We're going to intentionally break the application by enabling a feature flag.
Navigate to the frontend in your local browser:
Find the public IP address of your machine by clicking on the cogwheel > machine info and copy the public IP (or public DNS).
In your local browser open a new tabblad and go to http://<public ip>:8080/feature.
Find the productCatalogFailure feature flag and select Edit.
Tick the checkbox Enabled to break the product catalog service and Save.
This feature flag will produce errors for one certain product. Our task is to find out which one.
We want to get an alert when something is going wrong, so let's create a new alerting rule. Go to Observability > APM, on the top right select Alert and rules > Create error count rule.
By default, the rule will check every minute if the error count is above 10 for the last 5 minutes. Save the rule without changing anything. You have to confirm you don't want to configure any actions. In real life, you'd want to add an action to your rules, for example send an alert on Slack or Microsoft Teams.
Go to the alert overview: Observability > Alerts. After a few minutes, an alert will pop up with the following reason: "Error count is x in the last 5 mins for service: frontend". Let's start investigating by selecting the eye icon (View in app) in the Actions column.
We're redirected to the Errors tab of the frontend service. Notice all the errors occurring (purple bars) when switched the feature flag. Select the error message to view more details.
Next to Error sample, use the arrows to go through the errors. You'll see 2 separate kinds of errors occur:
One error about the fail feature flag being enabled
13 INTERNAL: Error: ProductCatalogService Fail Feature Flag Enabled
And one error about a certain product failing to be retrieved (keep clicking the arrow until you find one)
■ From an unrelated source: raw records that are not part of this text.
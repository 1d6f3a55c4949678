use eframe::egui::{self, Color32, RichText, ScrollArea, Ui};

use student_profile::data::normalize::COMPETENCY_AXES;
use student_profile::data::profile::{Badge, BadgeTone, HelpStatus, StudentProfile};
use student_profile::state::AppState;
use student_profile::theme;

use super::plot;

// ---------------------------------------------------------------------------
// Central panel
// ---------------------------------------------------------------------------

/// Render the selected student's profile, or a welcome/empty notice.
pub fn profile_view(ui: &mut Ui, state: &AppState) {
    if state.table.is_none() {
        ui.centered_and_justified(|ui: &mut Ui| {
            ui.heading("欢迎使用学生数据分析系统\n请上传Excel文件开始分析学生数据  (文件 → 打开…)");
        });
        return;
    }

    let Some(record) = state.selected_record() else {
        ui.centered_and_justified(|ui: &mut Ui| {
            ui.heading("未找到匹配的学生，请调整搜索条件");
        });
        return;
    };
    let profile = StudentProfile::build(record);

    ScrollArea::vertical()
        .auto_shrink([false, false])
        .show(ui, |ui: &mut Ui| {
            card(ui, "个人信息", |ui| personal_info(ui, &profile));
            card(ui, "帮助需求", |ui| help_card(ui, &profile.help));
            card(ui, "心理评测等级", |ui| {
                ui.horizontal(|ui: &mut Ui| {
                    ui.label("心理评测等级：");
                    badge_pill(ui, &profile.psych.level, profile.psych.tone);
                });
                ui.label(profile.psych.description);
            });
            card(ui, "贫困等级", |ui| badge_rows(ui, "hardship", &profile.hardship));
            card(ui, "奖学金信息", |ui| {
                badge_rows(ui, "scholarships", &profile.scholarships)
            });
            card(ui, "综合素质雷达图", |ui| competency_card(ui, &profile));
            card(ui, "学业成绩分析", |ui| study_card(ui, &profile));
        });
}

fn card(ui: &mut Ui, title: &str, body: impl FnOnce(&mut Ui)) {
    egui::Frame::group(ui.style()).show(ui, |ui: &mut Ui| {
        ui.set_width(ui.available_width());
        ui.heading(title);
        ui.separator();
        body(ui);
    });
    ui.add_space(8.0);
}

fn badge_pill(ui: &mut Ui, text: &str, tone: BadgeTone) {
    let (fg, bg) = theme::badge_colors(tone);
    ui.label(RichText::new(format!(" {text} ")).strong().color(fg).background_color(bg));
}

fn badge_rows(ui: &mut Ui, id: &str, badges: &[Badge]) {
    egui::Grid::new(id)
        .num_columns(2)
        .striped(true)
        .show(ui, |ui: &mut Ui| {
            for badge in badges {
                ui.label(format!("{}：", badge.label));
                badge_pill(ui, &badge.value, badge.tone);
                ui.end_row();
            }
        });
}

// ---------------------------------------------------------------------------
// Cards
// ---------------------------------------------------------------------------

fn personal_info(ui: &mut Ui, profile: &StudentProfile) {
    let muted = theme::hex(theme::MUTED_TEXT);
    egui::Grid::new("personal_info")
        .num_columns(4)
        .striped(true)
        .spacing([24.0, 6.0])
        .show(ui, |ui: &mut Ui| {
            for pair in profile.personal_info.chunks(2) {
                for (label, value) in pair {
                    ui.label(RichText::new(format!("{label}：")).color(muted));
                    ui.label(RichText::new(value).strong());
                }
                ui.end_row();
            }
        });
}

fn help_card(ui: &mut Ui, help: &HelpStatus) {
    match help {
        HelpStatus::NotNeeded => {
            badge_pill(ui, "无需帮助", BadgeTone::NoHelp);
        }
        HelpStatus::Needed {
            details,
            psych_state,
        } => {
            let (fg, _) = theme::badge_colors(BadgeTone::Help);
            badge_pill(ui, "需要帮助", BadgeTone::Help);
            ui.label(RichText::new(format!("困难详情: {details}")).color(fg));
            ui.label(
                RichText::new(format!("心理状态: {psych_state}"))
                    .color(theme::hex(theme::MUTED_TEXT))
                    .small(),
            );
        }
    }
}

fn competency_card(ui: &mut Ui, profile: &StudentProfile) {
    plot::radar_chart(ui, &profile.competency);

    let accent = theme::hex(theme::ACCENT);
    let metric = |ui: &mut Ui, label: &str, value: &str| {
        ui.vertical_centered(|ui: &mut Ui| {
            ui.strong(label);
            ui.label(RichText::new(value).color(accent).size(18.0).strong());
        });
    };

    // Left: moral / academic / bonus.  Right: physical score / grade / total.
    let by_label = |label: &str| {
        profile
            .competency
            .iter()
            .find(|c| c.label == label)
            .map_or_else(String::new, |c| c.text.clone())
    };
    ui.columns(2, |cols: &mut [Ui]| {
        metric(&mut cols[0], "第一学年德育", &by_label("第一学年德育"));
        metric(&mut cols[0], "第一学年智育", &by_label("第一学年智育"));
        metric(&mut cols[0], "第一学年附加分", &by_label("第一学年附加分"));
        metric(&mut cols[1], "第一学年体测成绩", &by_label("第一学年体测"));
        metric(&mut cols[1], "第一学年体测等级", &profile.physical_grade);
        metric(&mut cols[1], "第一学年综测总分", &by_label("第一学年总分"));
    });

    egui::CollapsingHeader::new("雷达图评分归一化细则")
        .default_open(false)
        .show(ui, |ui: &mut Ui| {
            ui.label("雷达图中的各项评分均已通过以下方式进行归一化处理，以便在统一的0-100范围内进行比较：");
            ui.label(RichText::new("各维度具体归一化参数 (预设最小值 / 预设最大值)：").strong());
            for axis in &COMPETENCY_AXES {
                ui.label(format!(
                    "• {}: {} / {}",
                    axis.label,
                    axis.range.min(),
                    axis.range.max()
                ));
            }
        });
}

fn study_card(ui: &mut Ui, profile: &StudentProfile) {
    let gpa_color = theme::hex(theme::GPA_LINE);
    if profile.gpa.points.is_empty() {
        ui.label("暂无绩点数据");
    } else {
        plot::gpa_chart(ui, &profile.gpa);
        ui.horizontal(|ui: &mut Ui| {
            for point in &profile.gpa.points {
                gpa_metric(ui, &point.semester, point.gpa, gpa_color);
            }
            if let Some(avg) = profile.gpa.average() {
                gpa_metric(ui, "平均绩点", avg, gpa_color);
            }
        });
    }
    ui.separator();
    badge_rows(ui, "study_items", &profile.study);
}

fn gpa_metric(ui: &mut Ui, label: &str, gpa: f64, color: Color32) {
    ui.vertical(|ui: &mut Ui| {
        ui.strong(label);
        ui.label(RichText::new(format!("{gpa:.2}")).color(color).size(22.0).strong());
    });
    ui.add_space(16.0);
}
13 INTERNAL: failed to prepare order: failed to get product #"OLJCESPC7Z"
Congrats! You've found the product ID of the broken product: OLJCESPC7Z. You can check the OpenTelemetry demo documentation to confirm that this is the broken product.
What if the error doesn't include the exact reason of the failure? There's another very easy way to discover which product is broken. Let's act like we don't know the product ID yet and start investigating again.
Navigate to Transactions and select the HTTP GET transaction (which has the most impact).
Scroll to the bottom and select Failed transaction correlations. The correlations on the Failed transaction correlations tab help you discover which attributes are most influential in distinguishing between transaction failures and successes. You can immediately find the broken product ID in the results.
You could do the same for the transactions of the product catalog service.
Clean up by disabling the productCatalogFailure feature flag again.
After a few minutes, the alert will recover.